An Old but Simple and Efficient Method to Elucidate the Oxidation Mechanism of NAD(P)H Model 1-Aryl-1,4-dihydronicotinamides by Cations 2-Methyl-5-nitroisoquinolium, Tropylium, and Xanthylium in Aqueous Solution
journal contributionposted on 30.12.2000, 00:00 by Xiao-Qing Zhu, Yang Liu, Bing-Jun Zhao, Jin-Pei Cheng
Cations 2-methyl-5-nitroisoquinolinium (IQ+), tropylium (T+), and xanthylium (Xn+) were treated by an NAD(P)H model 1-(p-substituted phenyl)-1.4-dihydronicotinamide series (1) in buffered aqueous solution to give the corresponding reduced products by accepting hydride. Effects of the 4-substituents of 1 on the reaction rates were investigated. Hammett's linear free energy relationship analysis on the three reactions of 1 provides the reaction constants of −0.48, −2.2, and −1.4 with IQ+, T+, and Xn+ as the hydride acceptors, respectively.
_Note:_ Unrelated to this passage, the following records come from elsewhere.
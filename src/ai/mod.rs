mod client;
mod prompt;

pub use client::{render_reply, ModelClient, ERROR_MARKER, FALLBACK_MODELS};
pub use prompt::build_prompt;
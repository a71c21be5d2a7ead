//! Accounts
//!
//! Per-currency balances with cash and margin variants. Cash accounts
//! require order cost to be fully backed by free balance; margin accounts
//! lock initial margin scaled by leverage and track per-instrument margin
//! separately.

use indexmap::IndexMap;
use rust_decimal::Decimal;
use serde::{Deserialize, Serialize};

use crate::currency::Currency;
use crate::enums::{AccountType, OrderSide};
use crate::identifiers::{AccountId, InstrumentId};
use crate::instrument::Instrument;
use crate::money::Money;

/// Balance snapshot for one currency: `free = max(0, total - locked)`.
#[derive(Debug, Clone, PartialEq, Serialize, Deserialize)]
pub struct AccountBalance {
    pub total: Money,
    pub locked: Money,
    pub free: Money,
}

impl AccountBalance {
    pub fn new(currency: Currency, total: Decimal, locked: Decimal) -> Self {
        let free = (total - locked).max(Decimal::ZERO);
        Self {
            total: Money::new(total, currency.clone()),
            locked: Money::new(locked, currency.clone()),
            free: Money::new(free, currency),
        }
    }
}

/// Trading account holding per-currency balances.
#[derive(Debug, Clone, PartialEq, Serialize, Deserialize)]
pub struct Account {
    pub id: AccountId,
    pub account_type: AccountType,
    pub base_currency: Currency,
    /// Leverage divisor for margin accounts (1 = unlevered).
    pub leverage: Decimal,
    /// Fallback initial margin ratio when the instrument carries none.
    pub default_margin_init: Decimal,
    balances: IndexMap<Currency, AccountBalance>,
    /// Cumulative commissions paid, per currency.
    commissions: IndexMap<Currency, Decimal>,
    /// Initial margin locked per instrument (margin accounts).
    margin_locked: IndexMap<InstrumentId, Decimal>,
}

impl Account {
    pub fn cash(id: AccountId, base_currency: Currency) -> Self {
        Self {
            id,
            account_type: AccountType::Cash,
            base_currency,
            leverage: Decimal::ONE,
            default_margin_init: Decimal::ZERO,
            balances: IndexMap::new(),
            commissions: IndexMap::new(),
            margin_locked: IndexMap::new(),
        }
    }

    pub fn margin(id: AccountId, base_currency: Currency, leverage: Decimal) -> Self {
        Self {
            id,
            account_type: AccountType::Margin,
            base_currency,
            leverage,
            default_margin_init: Decimal::new(5, 2), // 0.05
            balances: IndexMap::new(),
            commissions: IndexMap::new(),
            margin_locked: IndexMap::new(),
        }
    }

    // === Balance management ===

    /// Set a currency's total and locked amounts; free is derived.
    pub fn update_balance(&mut self, currency: Currency, total: Decimal, locked: Decimal) {
        self.balances
            .insert(currency.clone(), AccountBalance::new(currency, total, locked));
    }

    pub fn balance(&self, currency: &Currency) -> Option<&AccountBalance> {
        self.balances.get(currency)
    }

    pub fn balance_total(&self, currency: &Currency) -> Option<&Money> {
        self.balances.get(currency).map(|b| &b.total)
    }

    pub fn balance_free(&self, currency: &Currency) -> Option<&Money> {
        self.balances.get(currency).map(|b| &b.free)
    }

    pub fn balances(&self) -> &IndexMap<Currency, AccountBalance> {
        &self.balances
    }

    /// Add to total balance (proceeds, credits).
    pub fn credit(&mut self, amount: Decimal, currency: &Currency) {
        let (total, locked) = match self.balances.get(currency) {
            Some(b) => (b.total.amount + amount, b.locked.amount),
            None => (amount, Decimal::ZERO),
        };
        self.update_balance(currency.clone(), total, locked);
    }

    /// Subtract from total balance, clamping at zero.
    pub fn debit(&mut self, amount: Decimal, currency: &Currency) {
        let (total, locked) = match self.balances.get(currency) {
            Some(b) => ((b.total.amount - amount).max(Decimal::ZERO), b.locked.amount),
            None => (Decimal::ZERO, Decimal::ZERO),
        };
        self.update_balance(currency.clone(), total, locked);
    }

    // === Fill settlement ===

    /// Apply a fill in the account's base currency:
    /// BUY debits `qty*px + commission`; SELL credits `qty*px - commission`.
    pub fn apply_fill(
        &mut self,
        side: OrderSide,
        qty: Decimal,
        px: Decimal,
        commission: Decimal,
    ) {
        let currency = self.base_currency.clone();
        match side {
            OrderSide::Buy => self.debit(qty * px + commission, &currency),
            OrderSide::Sell => self.credit(qty * px - commission, &currency),
        }
        self.add_commission(commission, &currency);
    }

    pub fn add_commission(&mut self, amount: Decimal, currency: &Currency) {
        *self
            .commissions
            .entry(currency.clone())
            .or_insert(Decimal::ZERO) += amount;
    }

    pub fn commissions(&self, currency: &Currency) -> Decimal {
        self.commissions
            .get(currency)
            .copied()
            .unwrap_or(Decimal::ZERO)
    }

    pub fn total_commissions(&self) -> Decimal {
        self.commissions.values().copied().sum()
    }

    // === Margin ===

    pub fn update_margin(&mut self, instrument_id: InstrumentId, initial: Decimal) {
        if initial.is_zero() {
            self.margin_locked.shift_remove(&instrument_id);
        } else {
            self.margin_locked.insert(instrument_id, initial);
        }
    }

    pub fn total_margin_locked(&self) -> Decimal {
        self.margin_locked.values().copied().sum()
    }

    // === Pre-trade checking ===

    /// Required balance to admit an order at `price`:
    /// cash = `qty * price`; margin = `qty * price * margin_init / leverage`.
    pub fn order_cost(&self, instrument: Option<&Instrument>, qty: Decimal, price: Decimal) -> Decimal {
        match self.account_type {
            AccountType::Cash => qty * price,
            AccountType::Margin => {
                let margin_init = instrument
                    .map(|i| i.margin_init)
                    .filter(|m| !m.is_zero())
                    .unwrap_or(self.default_margin_init);
                qty * price * margin_init / self.leverage
            }
        }
    }

    /// Check free balance covers the order cost. Returns a reject reason on
    /// failure.
    pub fn can_submit_order(
        &self,
        instrument: Option<&Instrument>,
        qty: Decimal,
        price: Decimal,
    ) -> Result<(), String> {
        let required = self.order_cost(instrument, qty, price);
        let free = self
            .balance_free(&self.base_currency)
            .map(|m| m.amount)
            .unwrap_or(Decimal::ZERO);
        if free < required {
            return Err(format!(
                "insufficient balance: need {required} {}, have {free}",
                self.base_currency
            ));
        }
        Ok(())
    }
}

#[cfg(test)]
mod tests {
    use super::*;
    use crate::currency::usd;
    use crate::identifiers::Venue;
    use crate::money::{Price, Quantity};
    use rust_decimal_macros::dec;

    fn cash_account(balance: Decimal) -> Account {
        let mut account = Account::cash(AccountId::new("SIM-001").unwrap(), usd());
        account.update_balance(usd(), balance, dec!(0));
        account
    }

    #[test]
    fn test_free_is_total_minus_locked() {
        let mut account = cash_account(dec!(1000));
        account.update_balance(usd(), dec!(1000), dec!(300));
        let bal = account.balance(&usd()).unwrap();
        assert_eq!(bal.total.amount, dec!(1000));
        assert_eq!(bal.locked.amount, dec!(300));
        assert_eq!(bal.free.amount, dec!(700));
    }

    #[test]
    fn test_buy_fill_debits_cost_plus_commission() {
        let mut account = cash_account(dec!(100000));
        account.apply_fill(OrderSide::Buy, dec!(10), dec!(100), dec!(2.50));
        assert_eq!(
            account.balance_total(&usd()).unwrap().amount,
            dec!(98997.50)
        );
        assert_eq!(account.commissions(&usd()), dec!(2.50));
    }

    #[test]
    fn test_sell_fill_credits_proceeds_net_of_commission() {
        let mut account = cash_account(dec!(99000));
        account.apply_fill(OrderSide::Sell, dec!(10), dec!(94), dec!(0));
        assert_eq!(account.balance_total(&usd()).unwrap().amount, dec!(99940));
    }

    #[test]
    fn test_cash_pre_trade_check() {
        let account = cash_account(dec!(1000));
        assert!(account.can_submit_order(None, dec!(10), dec!(100)).is_ok());
        assert!(account.can_submit_order(None, dec!(11), dec!(100)).is_err());
    }

    #[test]
    fn test_margin_pre_trade_check_scales_with_leverage() {
        let mut account = Account::margin(AccountId::new("SIM-001").unwrap(), usd(), dec!(10));
        account.update_balance(usd(), dec!(1000), dec!(0));

        let mut instrument = Instrument::new(
            InstrumentId::new("AAPL", Venue::new("SIM").unwrap()).unwrap(),
            usd(),
            2,
            0,
            Price::new(dec!(0.01), 2),
            Quantity::new(dec!(1), 0).unwrap(),
            dec!(0),
            dec!(0),
        );
        instrument.margin_init = dec!(0.10);

        // 100 * 1000 * 0.10 / 10 = 1000 required, exactly at the limit.
        assert!(account
            .can_submit_order(Some(&instrument), dec!(100), dec!(1000))
            .is_ok());
        assert!(account
            .can_submit_order(Some(&instrument), dec!(101), dec!(1000))
            .is_err());
    }
}
//! Pre-Trade Risk Gate
//!
//! Every order passes through the risk engine before reaching a venue.
//! Failures produce a deny reason string surfaced as an `OrderDenied` event
//! by the execution engine.

use rust_decimal::Decimal;

use crate::cache::Cache;
use crate::enums::{OrderSide, TradingState};
use crate::orders::Order;

/// Pre-trade risk checks: trading state, reduce-only validation, and an
/// optional per-order notional cap.
#[derive(Debug, Clone, Default)]
pub struct RiskEngine {
    pub trading_state: TradingState,
    /// Maximum notional per order in quote currency (None = unlimited).
    pub max_notional_per_order: Option<Decimal>,
}

impl RiskEngine {
    pub fn new() -> Self {
        Self::default()
    }

    pub fn set_trading_state(&mut self, state: TradingState) {
        self.trading_state = state;
    }

    /// Run all checks on an order. Returns the deny reason on failure.
    ///
    /// The reduce-only check uses the net open position for
    /// `(instrument, strategy)`: a reduce-only BUY requires a short, a
    /// reduce-only SELL requires a long.
    pub fn check_order(&self, order: &Order, cache: &Cache) -> Result<(), String> {
        match self.trading_state {
            TradingState::Halted => return Err("trading is halted".to_string()),
            TradingState::Reducing if !order.reduce_only => {
                return Err("trading state is REDUCING; only reduce-only orders allowed".to_string());
            }
            _ => {}
        }

        if order.reduce_only {
            let net = cache.net_position(&order.instrument_id, Some(&order.strategy_id));
            if net.is_zero() {
                return Err("reduce-only order denied: no open position to reduce".to_string());
            }
            match order.side {
                OrderSide::Buy if net >= Decimal::ZERO => {
                    return Err("reduce-only BUY denied: position is not short".to_string());
                }
                OrderSide::Sell if net <= Decimal::ZERO => {
                    return Err("reduce-only SELL denied: position is not long".to_string());
                }
                _ => {}
            }
        }

        if let Some(max_notional) = self.max_notional_per_order {
            if let (Some(instrument), Some(price)) =
                (cache.instrument(&order.instrument_id), order.price)
            {
                let notional = instrument.notional_value(order.quantity, price);
                if notional.amount > max_notional {
                    return Err(format!(
                        "order notional {} exceeds max {max_notional}",
                        notional.amount
                    ));
                }
            }
        }

        Ok(())
    }
}

#[cfg(test)]
mod tests {
    use super::*;
    use crate::currency::usd;
    use crate::events::{OrderEventCore, OrderFilled};
    use crate::identifiers::{
        AccountId, ClientOrderId, InstrumentId, PositionId, StrategyId, TradeId, TraderId,
        VenueOrderId,
    };
    use crate::instrument::Instrument;
    use crate::money::{Money, Price, Quantity};
    use crate::orders::OrderFactory;
    use crate::position::Position;
    use rust_decimal_macros::dec;

    fn instrument_id() -> InstrumentId {
        InstrumentId::from_str("AAPL.SIM").unwrap()
    }

    fn factory() -> OrderFactory {
        OrderFactory::new(
            TraderId::new("TRADER-001").unwrap(),
            StrategyId::new("S1").unwrap(),
        )
    }

    fn long_position(qty: Decimal) -> Position {
        let fill = OrderFilled {
            core: OrderEventCore::new(
                TraderId::new("TRADER-001").unwrap(),
                StrategyId::new("S1").unwrap(),
                instrument_id(),
                ClientOrderId::new("O-S1-99").unwrap(),
                1,
            ),
            venue_order_id: VenueOrderId::new("V-SIM-1").unwrap(),
            account_id: AccountId::new("SIM-001").unwrap(),
            trade_id: TradeId::new("T-SIM-1").unwrap(),
            order_side: OrderSide::Buy,
            order_type: crate::enums::OrderType::Market,
            last_qty: Quantity::new(qty, 0).unwrap(),
            last_px: Price::new(dec!(100), 2),
            currency: usd(),
            commission: Money::zero(usd()),
            liquidity_side: crate::enums::LiquiditySide::Taker,
            position_id: None,
        };
        Position::new(PositionId::new("P-S1-AAPL-1").unwrap(), &fill, dec!(1))
    }

    #[test]
    fn test_halted_denies_everything() {
        let mut risk = RiskEngine::new();
        risk.set_trading_state(TradingState::Halted);
        let cache = Cache::new();
        let order = factory().market(
            instrument_id(),
            OrderSide::Buy,
            Quantity::new(dec!(1), 0).unwrap(),
            0,
        );
        assert!(risk.check_order(&order, &cache).is_err());
    }

    #[test]
    fn test_reducing_allows_only_reduce_only() {
        let mut risk = RiskEngine::new();
        risk.set_trading_state(TradingState::Reducing);
        let mut cache = Cache::new();
        cache.add_position(long_position(dec!(10)));

        let mut f = factory();
        let plain = f.market(
            instrument_id(),
            OrderSide::Sell,
            Quantity::new(dec!(1), 0).unwrap(),
            0,
        );
        assert!(risk.check_order(&plain, &cache).is_err());

        let reduce = f
            .market(
                instrument_id(),
                OrderSide::Sell,
                Quantity::new(dec!(1), 0).unwrap(),
                0,
            )
            .with_reduce_only();
        assert!(risk.check_order(&reduce, &cache).is_ok());
    }

    #[test]
    fn test_reduce_only_requires_opposite_position() {
        let risk = RiskEngine::new();
        let mut cache = Cache::new();

        let mut f = factory();
        let sell_reduce = f
            .market(
                instrument_id(),
                OrderSide::Sell,
                Quantity::new(dec!(5), 0).unwrap(),
                0,
            )
            .with_reduce_only();

        // Flat: denied.
        assert!(risk.check_order(&sell_reduce, &cache).is_err());

        // Long: SELL reduce-only passes, BUY reduce-only denied.
        cache.add_position(long_position(dec!(10)));
        assert!(risk.check_order(&sell_reduce, &cache).is_ok());

        let buy_reduce = f
            .market(
                instrument_id(),
                OrderSide::Buy,
                Quantity::new(dec!(5), 0).unwrap(),
                0,
            )
            .with_reduce_only();
        assert!(risk.check_order(&buy_reduce, &cache).is_err());
    }

    #[test]
    fn test_max_notional_cap() {
        let risk = RiskEngine {
            trading_state: TradingState::Active,
            max_notional_per_order: Some(dec!(10000)),
        };
        let mut cache = Cache::new();
        cache.add_instrument(Instrument::new(
            instrument_id(),
            usd(),
            2,
            0,
            Price::new(dec!(0.01), 2),
            Quantity::new(dec!(1), 0).unwrap(),
            dec!(0),
            dec!(0),
        ));

        let mut f = factory();
        let small = f.limit(
            instrument_id(),
            OrderSide::Buy,
            Quantity::new(dec!(10), 0).unwrap(),
            Price::new(dec!(100), 2),
            0,
        );
        assert!(risk.check_order(&small, &cache).is_ok());

        let large = f.limit(
            instrument_id(),
            OrderSide::Buy,
            Quantity::new(dec!(200), 0).unwrap(),
            Price::new(dec!(100), 2),
            0,
        );
        assert!(risk.check_order(&large, &cache).is_err());
    }
}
Comparison of the present reactions with the reaction examples whose mechanisms are well-known, such as the reaction of 1 with a one-electron oxidant Fe(CN)6-3, shows that the active site of 1 in the oxidation with IQ+ is at the 4-position on the dihydropyridine ring but that the active site of 1 in the oxidations with T+ and Xn+ is at the 1-position, which is in agreement with the results from the Brønsted-type linear analysis and the relation studies of the logarithm of the second-order rate constants with the oxidation potentials of the hydride donors. According to the dependence of the reaction mechanism on the active site of 1, a conclusion can be made that the reaction of 1 with IQ+ proceeds by direct one-step hydride transfer mechanism, but the reactions of 1 with T+ and Xn+ would take place via multistep hydride transfer mechanism initiated by one-electron transfer.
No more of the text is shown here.